Influence of Ethnic Group Heterogeneity on Birth Outcomes

It is critical that research on ethnically disparate rates of adverse birth outcomes recognize the heterogeneity of people of African descent (Reid, 2004). American-born women of African descent, for example, have less favorable birth outcomes, including low birth weight and infant mortality, than do foreign-born African American women (Cabral, Fried, Levenson, Amaro, & Zuckerman, 1990; J. W. Collins, Wu, & David, 2002; Fuentes-Afflick & Hessol, 1996; Kleinman et al., 1991; Mathews et al., 2002; Wasse, Holt, & Daling, 1994). Other health differences between these groups also exist: First-generation African immigrants have lower prevalence of hypertension compared with U.S.-born African Americans (Hyman, Ogbonnaya, Pavlik, Poston, & Ho, 2000), and data from the National Health Interview Survey and the National Death Index indicate that native-born African Americans have the highest odds of death, with foreign-born African Americans displaying especially low odds of death (Hummer, Rogers, Nam, & LeClere, 1999). In general, foreign-born immigrants have better health than those born in the United States, and recent immigrants are healthier than foreign-born persons living in the United States for 10 years or more (Stephen, Foote, Hendershot, & Schoenborn, 1994).

It is possible that a “healthy immigrant effect” explains the less favorable health of American-born individuals, because immigrants to America may not be representative of their native population, in health status or resources. However, intergenerational data comparing birth outcomes in descendants of native- and foreign-born women suggest that if true, the healthy immigrant effect does not apply equally well to European Americans and African Americans (J. W. Collins et al., 2002). That is, the descendants of African-born women experience poorer birth outcomes after immigrating to the United States relative to descendants of foreign-born European American women. J. W. Collins et al. speculated that different intergenerational patterns of birth weight experienced by African Americans and European Americans result from the way these groups are treated in American society, both before and during pregnancy. Furthermore, in studies examining the effect of nativity on birth outcomes, there is a lack of consistency across different ethnic groups in the favorable effect associated with being foreign born (Fuentes-Afflick & Hessol, 1996; Hummer et al., 1999; Kleinman et al., 1991). The reduced risk of adverse pregnancy outcome associated with being foreign born tends to be substantially larger for African Americans than for some other ethnic groups (Singh & Yu, 1996).
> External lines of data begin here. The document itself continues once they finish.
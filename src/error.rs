//! Unified error types for the dashboard service.

use thiserror::Error;

/// Unified error type for the dashboard service.
///
/// At the HTTP boundary every variant collapses to a single plain-text
/// 500 response; the variants exist for logging and for callers inside
/// the process, not for the wire.
#[derive(Error, Debug)]
pub enum DashError {
    /// Configuration loading error.
    #[error("configuration error: {0}")]
    Config(#[from] envy::Error),

    /// Counter-store error.
    #[error("store error: {0}")]
    Store(#[from] StoreError),

    /// Host fact gathering error.
    #[error("host error: {0}")]
    Host(#[from] HostError),

    /// Template rendering error.
    #[error("render error: {0}")]
    Render(#[from] askama::Error),

    /// IO error.
    #[error("io error: {0}")]
    Io(#[from] std::io::Error),
}

/// Counter-store connection and command errors.
#[derive(Error, Debug)]
pub enum StoreError {
    /// The store could not be reached.
    #[error("store unreachable: {0}")]
    Unreachable(String),

    /// A store command failed after the connection was established.
    #[error("store command failed: {0}")]
    Command(#[from] redis::RedisError),
}

/// Host and network fact gathering errors.
#[derive(Error, Debug)]
pub enum HostError {
    /// The local hostname could not be read.
    #[error("hostname unavailable: {0}")]
    Hostname(String),

    /// The local hostname did not resolve to an address.
    #[error("failed to resolve {host}: {reason}")]
    ResolutionFailed {
        /// Hostname that failed to resolve.
        host: String,
        /// Reason for failure.
        reason: String,
    },
}

/// Convenient Result type alias.
pub type Result<T> = std::result::Result<T, DashError>;
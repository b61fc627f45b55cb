//! Multi-container demo dashboard service.
//!
//! A single HTTP endpoint renders an HTML dashboard wiring together two
//! containers: this web process and an external counter store. On every
//! request the service atomically increments a visit counter in the store,
//! gathers a handful of host and platform facts, probes the store's
//! liveness, and renders everything into one HTML document.
//!
//! # Modules
//!
//! - [`config`]: Configuration loading from environment
//! - [`error`]: Unified error types
//! - [`store`]: Counter-store client (Redis) and test mock
//! - [`host`]: Host and platform fact gathering
//! - [`render`]: Per-request render context and HTML template
//! - [`api`]: HTTP surface
//! - [`utils`]: Utility functions

pub mod api;
pub mod config;
pub mod error;
pub mod host;
pub mod render;
pub mod store;
pub mod utils;

pub use config::Config;
pub use error::{DashError, Result};
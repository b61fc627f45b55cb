//! HTTP route definitions.

use axum::{routing::get, Router};
use tower_http::trace::TraceLayer;

use super::handlers::{index, AppState};

/// Create the router. Anything other than `GET /` falls through to
/// axum's default not-found handling.
pub fn create_router(state: AppState) -> Router {
    Router::new()
        .route("/", get(index))
        .layer(TraceLayer::new_for_http())
        .with_state(state)
}
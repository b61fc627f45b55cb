//! Per-request render context and the dashboard template.

use askama::Template;

use crate::config::Config;
use crate::host::HostFacts;

/// Result of the store liveness probe, as shown on the dashboard.
#[derive(Debug, Clone, Copy, PartialEq, Eq)]
pub enum StoreStatus {
    /// The liveness check answered truthy.
    Connected,
    /// The liveness check answered falsy.
    Disconnected,
}

impl StoreStatus {
    /// Map a liveness-check result onto a status.
    pub fn from_ping(alive: bool) -> Self {
        if alive {
            Self::Connected
        } else {
            Self::Disconnected
        }
    }

    /// Whether the badge gets the connected styling.
    pub fn is_connected(&self) -> bool {
        matches!(self, Self::Connected)
    }
}

impl std::fmt::Display for StoreStatus {
    fn fmt(&self, f: &mut std::fmt::Formatter<'_>) -> std::fmt::Result {
        match self {
            Self::Connected => write!(f, "Connected"),
            Self::Disconnected => write!(f, "Disconnected"),
        }
    }
}

/// Everything one request substitutes into the dashboard template.
///
/// Constructed fresh per request and discarded once the response is sent;
/// the only durable state behind any of these fields is the counter value
/// owned by the external store.
#[derive(Debug, Clone, Template)]
#[template(path = "dashboard.html")]
pub struct RenderContext {
    /// Visit counter value returned by the store's increment.
    pub visit_count: i64,
    /// Local hostname.
    pub hostname: String,
    /// Address the hostname resolved to.
    pub ip_address: String,
    /// Request timestamp, `YYYY-MM-DD HH:MM:SS`.
    pub current_time: String,
    /// Store liveness at request time.
    pub status: StoreStatus,
    /// Rust toolchain version string.
    pub runtime_version: String,
    /// OS and architecture.
    pub platform_info: String,
    /// Local timezone name.
    pub timezone: String,
    /// Configured counter-store host.
    pub store_host: String,
    /// Configured counter-store port.
    pub store_port: u16,
    /// Port this service listens on.
    pub http_port: u16,
}

impl RenderContext {
    /// Assemble the context from the per-request pieces.
    pub fn new(visit_count: i64, facts: HostFacts, status: StoreStatus, config: &Config) -> Self {
        Self {
            visit_count,
            hostname: facts.hostname,
            ip_address: facts.ip_address,
            current_time: facts.current_time,
            status,
            runtime_version: facts.runtime_version,
            platform_info: facts.platform_info,
            timezone: facts.timezone,
            store_host: config.store_host.clone(),
            store_port: config.store_port,
            http_port: config.port,
        }
    }
}
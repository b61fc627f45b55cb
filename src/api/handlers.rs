//! HTTP handlers.

use std::sync::Arc;

use askama::Template;
use axum::extract::State;
use axum::http::StatusCode;
use axum::response::{Html, IntoResponse, Response};
use tracing::{debug, error};

use crate::config::Config;
use crate::error::DashError;
use crate::host::HostFacts;
use crate::render::{RenderContext, StoreStatus};
use crate::store::CounterStore;

/// Application state shared with handlers.
///
/// The store handle is the single long-lived client reused across all
/// requests; handlers hold no other mutable state.
#[derive(Clone)]
pub struct AppState {
    /// Shared counter-store client.
    pub store: Arc<dyn CounterStore>,
    /// Loaded configuration.
    pub config: Arc<Config>,
}

impl AppState {
    /// Create new app state around a store client and config.
    pub fn new(store: Arc<dyn CounterStore>, config: Arc<Config>) -> Self {
        Self { store, config }
    }
}

/// `GET /` — render the dashboard.
///
/// Any failure while gathering data or rendering collapses to one
/// plain-text 500; no retries, no partial render.
pub async fn index(State(state): State<AppState>) -> Response {
    match render_dashboard(&state).await {
        Ok(html) => Html(html).into_response(),
        Err(e) => {
            error!("dashboard request failed: {e}");
            (StatusCode::INTERNAL_SERVER_ERROR, format!("Error: {e}")).into_response()
        }
    }
}

/// Gather everything the dashboard shows and render it.
async fn render_dashboard(state: &AppState) -> Result<String, DashError> {
    // Increment first: the counter moves even when a later step fails,
    // so increments are not transactional with response success.
    let visit_count = state.store.increment().await?;

    let facts = HostFacts::gather().await?;

    // Independent of the increment: a store that answers the increment
    // but reports an unhealthy ping still renders, as Disconnected.
    let status = StoreStatus::from_ping(state.store.ping().await?);

    debug!(visit_count, %status, "rendering dashboard");

    let ctx = RenderContext::new(visit_count, facts, status, &state.config);
    Ok(ctx.render()?)
}

impl std::fmt::Debug for AppState {
    fn fmt(&self, f: &mut std::fmt::Formatter<'_>) -> std::fmt::Result {
        f.debug_struct("AppState")
            .field("config", &self.config)
            .finish()
    }
}

#[cfg(test)]
mod tests {
    use super::*;
    use crate::store::MockStore;

    #[tokio::test]
    async fn render_dashboard_produces_html() {
        let state = AppState::new(
            Arc::new(MockStore::new()),
            Arc::new(Config::default()),
        );

        let html = render_dashboard(&state).await.unwrap();
        assert!(html.contains("<!DOCTYPE html>"));
        assert!(html.contains("Total Visits: 1"));
    }

    #[tokio::test]
    async fn render_dashboard_propagates_store_failure() {
        let state = AppState::new(
            Arc::new(MockStore::with_config(crate::store::MockConfig {
                fail_increment: true,
                ..Default::default()
            })),
            Arc::new(Config::default()),
        );

        let err = render_dashboard(&state).await.unwrap_err();
        assert!(err.to_string().contains("store"));
    }
}
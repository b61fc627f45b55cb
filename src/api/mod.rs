//! HTTP surface for the dashboard service.

pub mod handlers;
pub mod routes;

pub use handlers::AppState;
pub use routes::create_router;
These findings suggest that place of birth may mitigate or exacerbate effects of stress and racism on adverse health outcomes within African Americans. The specific reasons for this are unknown. However, it is likely that African- and Caribbean-born women of African descent living in the United States do not share the same social, political, economic, and historical experiences of African American women born in this country.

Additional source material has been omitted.